Tip, hint: how can Foo be "denied" iff Foo is just plain nonsense in
the first place?

I am not very strong in this field but my understanding is that
your "Foo" above would be a sentence of first order logic.
So I'm not sure what it would mean to say it was "nonsense."
Denying a sentence in FOL is just coming up with a new
sentence that's the same as the old one but with a negation
symbol in front of it.


But there is more.
Because (apples without pears) is not the same as (apples without pears
and (no pears)).

I don't think that analogy will quite work.

Instead of physical objects, let's just use these two variables: A, P.
And let's try to prove A^P.

1) Given: A is true, P is true.

Can we prove A^P? Yes.

2) Given: A is true.

Can we prove A^P? No; it could be either true or false.

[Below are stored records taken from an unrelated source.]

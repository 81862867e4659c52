use glam::{Quat, Vec3};
use rand::Rng;
use web_time::Duration;

use super::{ActionContext, ActionPlan, ActionSpec, PlanFailure};
use crate::transform::Transform;
use crate::util::easing::EasingFunction;
use crate::util::geometry::circle_point;

/// Eased horizontal arc around a banner anchor.
#[derive(Debug, Clone, PartialEq)]
pub struct BannerOrbit {
    /// Orbit center: the banner, altitude-clamped.
    pub center: Vec3,
    /// Orbit radius.
    pub radius: f32,
    /// Outward normal from the board center toward the banner.
    pub normal: Vec3,
    /// Signed swept angle in radians.
    pub arc: f32,
    /// Angle of the approach point around `center`.
    pub start_angle: f32,
}

impl BannerOrbit {
    pub(crate) fn pose(&self, t: f32, fallback: Quat) -> Transform {
        let eased = EasingFunction::QuadraticInOut.evaluate(t);
        let angle = self.start_angle + self.arc * eased;
        let position = circle_point(self.center, self.radius, angle);
        Transform::looking_at(position, self.center, fallback)
    }
}

pub(crate) fn plan<R: Rng + ?Sized>(
    from: &Transform,
    ctx: &ActionContext<'_>,
    rng: &mut R,
) -> Result<ActionPlan, PlanFailure> {
    let banners = &ctx.layout.banners;
    if banners.is_empty() {
        return Err(PlanFailure::MissingResource);
    }
    let banner = banners[rng.random_range(0..banners.len())].position;

    let outward = banner - ctx.layout.board_center;
    let normal = Vec3::new(outward.x, 0.0, outward.z)
        .try_normalize()
        .ok_or(PlanFailure::Degenerate)?;

    let opts = ctx.options;
    let center = Vec3::new(banner.x, ctx.bounds.clamp_altitude(banner.y), banner.z);
    let start_angle = normal.z.atan2(normal.x);
    let sign = if rng.random_bool(0.5) { 1.0_f32 } else { -1.0 };
    let sweep = rng.random_range(0.5_f32..=1.0) * opts.banner_max_arc_deg.to_radians();

    let orbit = BannerOrbit {
        center,
        radius: opts.banner_orbit_radius,
        normal,
        arc: sign * sweep,
        start_angle,
    };
    Ok(ActionPlan {
        target: orbit.pose(0.0, from.orientation),
        main_duration: Duration::from_millis(opts.banner_orbit_ms),
        action: ActionSpec::BannerOrbit(orbit),
    })
}

#[cfg(test)]
mod tests {
    use rand::rngs::StdRng;
    use rand::SeedableRng;
    use web_time::Instant;

    use super::*;
    use crate::drone::actions::fixtures::World;

    #[test]
    fn missing_banners_reported() {
        let world = World::bare();
        let mut rng = StdRng::seed_from_u64(0);
        let result = plan(&Transform::IDENTITY, &world.ctx(Instant::now()), &mut rng);
        assert_eq!(result, Err(PlanFailure::MissingResource));
    }

    #[test]
    fn banner_at_board_center_is_degenerate() {
        let mut world = World::furnished();
        world.layout.banners.truncate(1);
        world.layout.banners[0].position = Vec3::new(0.0, 12.0, 0.0);
        let mut rng = StdRng::seed_from_u64(0);
        let result = plan(&Transform::IDENTITY, &world.ctx(Instant::now()), &mut rng);
        assert_eq!(result, Err(PlanFailure::Degenerate));
    }

    #[test]
    fn orbit_starts_on_the_outward_side() {
        let world = World::furnished();
        let mut rng = StdRng::seed_from_u64(9);
        for _ in 0..20 {
            let plan = plan(&Transform::IDENTITY, &world.ctx(Instant::now()), &mut rng).unwrap();
            let ActionSpec::BannerOrbit(orbit) = &plan.action else {
                panic!("expected banner orbit");
            };
            // Approach point lies further from the board center than the banner
            let start = plan.target.position;
            assert!(start.length() > orbit.center.length());
            assert!(orbit.arc.abs() <= 120f32.to_radians() + 1e-5);
            assert!(orbit.arc.abs() >= 60f32.to_radians() - 1e-5);
            assert!(((start - orbit.center).length() - orbit.radius).abs() < 1e-4);
        }
    }

    #[test]
    fn orbit_keeps_radius_and_faces_banner() {
        let orbit = BannerOrbit {
            center: Vec3::new(30.0, 15.0, 0.0),
            radius: 12.0,
            normal: Vec3::X,
            arc: 2.0,
            start_angle: 0.0,
        };
        for i in 0..=10 {
            let pose = orbit.pose(i as f32 / 10.0, Quat::IDENTITY);
            assert!(((pose.position - orbit.center).length() - 12.0).abs() < 1e-4);
            let to_center = (orbit.center - pose.position).normalize();
            assert!(pose.forward().dot(to_center) > 0.999);
        }
        let end = orbit.pose(1.0, Quat::IDENTITY).position;
        assert!((end - circle_point(orbit.center, 12.0, 2.0)).length() < 1e-4);
    }
}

3) Given: A is true, P is false.

Can we prove A^P? No. In fact, we can prove that A^P is false.

My analogy relative to the issue being discussed is:

1) ZFC, including Infinity.
2) ZFC, without Infinity.
3) ZFC, with the negation of Infinity.

Is it clear why 2) and 3) are different?

Apologies for jumping in.


Marshall

.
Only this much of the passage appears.